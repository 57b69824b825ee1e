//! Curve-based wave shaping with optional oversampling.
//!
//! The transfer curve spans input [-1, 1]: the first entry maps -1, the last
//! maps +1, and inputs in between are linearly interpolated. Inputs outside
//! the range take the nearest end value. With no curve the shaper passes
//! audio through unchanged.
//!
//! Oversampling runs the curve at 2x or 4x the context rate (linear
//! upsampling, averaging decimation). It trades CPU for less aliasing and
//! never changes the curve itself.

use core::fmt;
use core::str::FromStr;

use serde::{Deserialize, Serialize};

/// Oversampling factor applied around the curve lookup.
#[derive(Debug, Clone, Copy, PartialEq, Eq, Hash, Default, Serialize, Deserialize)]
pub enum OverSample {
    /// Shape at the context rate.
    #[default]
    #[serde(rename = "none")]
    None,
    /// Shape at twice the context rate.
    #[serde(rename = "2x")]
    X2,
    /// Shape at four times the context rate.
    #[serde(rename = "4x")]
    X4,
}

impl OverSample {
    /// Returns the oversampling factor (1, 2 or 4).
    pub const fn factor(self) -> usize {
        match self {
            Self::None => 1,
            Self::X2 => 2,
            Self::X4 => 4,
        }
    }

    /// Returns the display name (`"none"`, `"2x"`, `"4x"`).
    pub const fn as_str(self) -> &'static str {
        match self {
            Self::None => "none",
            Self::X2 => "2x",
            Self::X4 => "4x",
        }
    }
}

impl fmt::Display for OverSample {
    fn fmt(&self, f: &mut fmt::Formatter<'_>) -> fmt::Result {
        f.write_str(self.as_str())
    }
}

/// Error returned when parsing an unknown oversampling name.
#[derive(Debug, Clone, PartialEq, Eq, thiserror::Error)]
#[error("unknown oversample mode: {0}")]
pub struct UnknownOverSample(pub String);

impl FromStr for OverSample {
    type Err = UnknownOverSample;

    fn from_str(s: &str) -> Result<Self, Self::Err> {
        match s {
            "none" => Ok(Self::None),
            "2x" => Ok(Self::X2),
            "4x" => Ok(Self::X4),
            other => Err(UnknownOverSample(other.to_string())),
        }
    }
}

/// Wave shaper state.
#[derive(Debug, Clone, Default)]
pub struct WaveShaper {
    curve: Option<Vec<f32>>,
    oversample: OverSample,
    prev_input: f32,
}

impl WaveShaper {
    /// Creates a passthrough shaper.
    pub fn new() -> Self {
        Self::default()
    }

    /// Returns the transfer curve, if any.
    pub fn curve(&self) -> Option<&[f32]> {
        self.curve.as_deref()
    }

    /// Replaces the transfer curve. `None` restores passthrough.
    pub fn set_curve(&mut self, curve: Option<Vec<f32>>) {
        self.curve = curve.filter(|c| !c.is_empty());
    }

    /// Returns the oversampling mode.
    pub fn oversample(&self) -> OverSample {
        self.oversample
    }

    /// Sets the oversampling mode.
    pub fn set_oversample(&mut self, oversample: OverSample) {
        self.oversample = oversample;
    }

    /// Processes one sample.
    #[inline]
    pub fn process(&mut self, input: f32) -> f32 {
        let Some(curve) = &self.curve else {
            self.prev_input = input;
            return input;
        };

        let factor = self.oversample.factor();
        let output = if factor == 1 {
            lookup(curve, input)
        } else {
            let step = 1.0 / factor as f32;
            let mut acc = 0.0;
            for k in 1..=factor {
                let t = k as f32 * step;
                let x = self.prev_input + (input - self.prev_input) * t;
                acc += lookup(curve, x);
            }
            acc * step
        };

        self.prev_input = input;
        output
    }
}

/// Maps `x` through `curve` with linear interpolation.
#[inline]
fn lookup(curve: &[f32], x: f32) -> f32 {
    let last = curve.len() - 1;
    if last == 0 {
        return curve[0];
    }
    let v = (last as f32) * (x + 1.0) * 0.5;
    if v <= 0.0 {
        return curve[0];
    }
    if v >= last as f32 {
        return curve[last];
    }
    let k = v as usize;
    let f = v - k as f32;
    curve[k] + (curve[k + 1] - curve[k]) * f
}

+++

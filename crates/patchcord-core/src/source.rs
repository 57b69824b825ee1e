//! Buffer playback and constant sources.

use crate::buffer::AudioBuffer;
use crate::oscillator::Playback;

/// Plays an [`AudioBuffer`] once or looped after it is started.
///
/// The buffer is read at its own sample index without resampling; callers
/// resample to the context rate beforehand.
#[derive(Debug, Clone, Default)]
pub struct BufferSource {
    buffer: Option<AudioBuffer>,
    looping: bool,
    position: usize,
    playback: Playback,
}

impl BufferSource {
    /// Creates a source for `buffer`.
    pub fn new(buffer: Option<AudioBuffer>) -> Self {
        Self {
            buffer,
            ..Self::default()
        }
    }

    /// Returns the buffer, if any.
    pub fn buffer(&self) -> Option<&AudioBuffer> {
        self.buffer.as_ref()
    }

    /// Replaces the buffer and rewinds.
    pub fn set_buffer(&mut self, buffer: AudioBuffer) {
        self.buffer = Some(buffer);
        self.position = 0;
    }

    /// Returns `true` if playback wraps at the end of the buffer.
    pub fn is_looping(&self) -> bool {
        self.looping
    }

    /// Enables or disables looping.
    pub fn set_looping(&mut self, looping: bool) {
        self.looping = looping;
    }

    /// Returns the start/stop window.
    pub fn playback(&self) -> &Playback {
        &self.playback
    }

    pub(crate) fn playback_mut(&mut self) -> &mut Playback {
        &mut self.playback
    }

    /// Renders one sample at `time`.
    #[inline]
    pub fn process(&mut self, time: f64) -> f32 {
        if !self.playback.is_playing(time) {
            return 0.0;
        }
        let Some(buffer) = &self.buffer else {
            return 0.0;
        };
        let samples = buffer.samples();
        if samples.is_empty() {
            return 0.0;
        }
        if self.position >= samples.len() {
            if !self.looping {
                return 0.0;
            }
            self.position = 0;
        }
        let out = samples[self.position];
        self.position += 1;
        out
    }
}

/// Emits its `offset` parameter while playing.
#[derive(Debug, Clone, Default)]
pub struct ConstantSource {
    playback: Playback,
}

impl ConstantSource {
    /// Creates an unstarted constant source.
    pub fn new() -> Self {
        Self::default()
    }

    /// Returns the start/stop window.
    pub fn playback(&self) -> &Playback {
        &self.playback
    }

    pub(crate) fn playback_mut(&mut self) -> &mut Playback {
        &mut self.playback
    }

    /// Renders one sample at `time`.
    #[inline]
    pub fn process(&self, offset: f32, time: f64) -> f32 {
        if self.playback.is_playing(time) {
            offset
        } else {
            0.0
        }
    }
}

+++

Every line in the data above that contains "AudioBuffer" needs to be copied.

=== Response to the task ===
use crate::buffer::AudioBuffer;
/// Plays an [`AudioBuffer`] once or looped after it is started.
    buffer: Option<AudioBuffer>,
    pub fn new(buffer: Option<AudioBuffer>) -> Self {
    pub fn buffer(&self) -> Option<&AudioBuffer> {
    pub fn set_buffer(&mut self, buffer: AudioBuffer) {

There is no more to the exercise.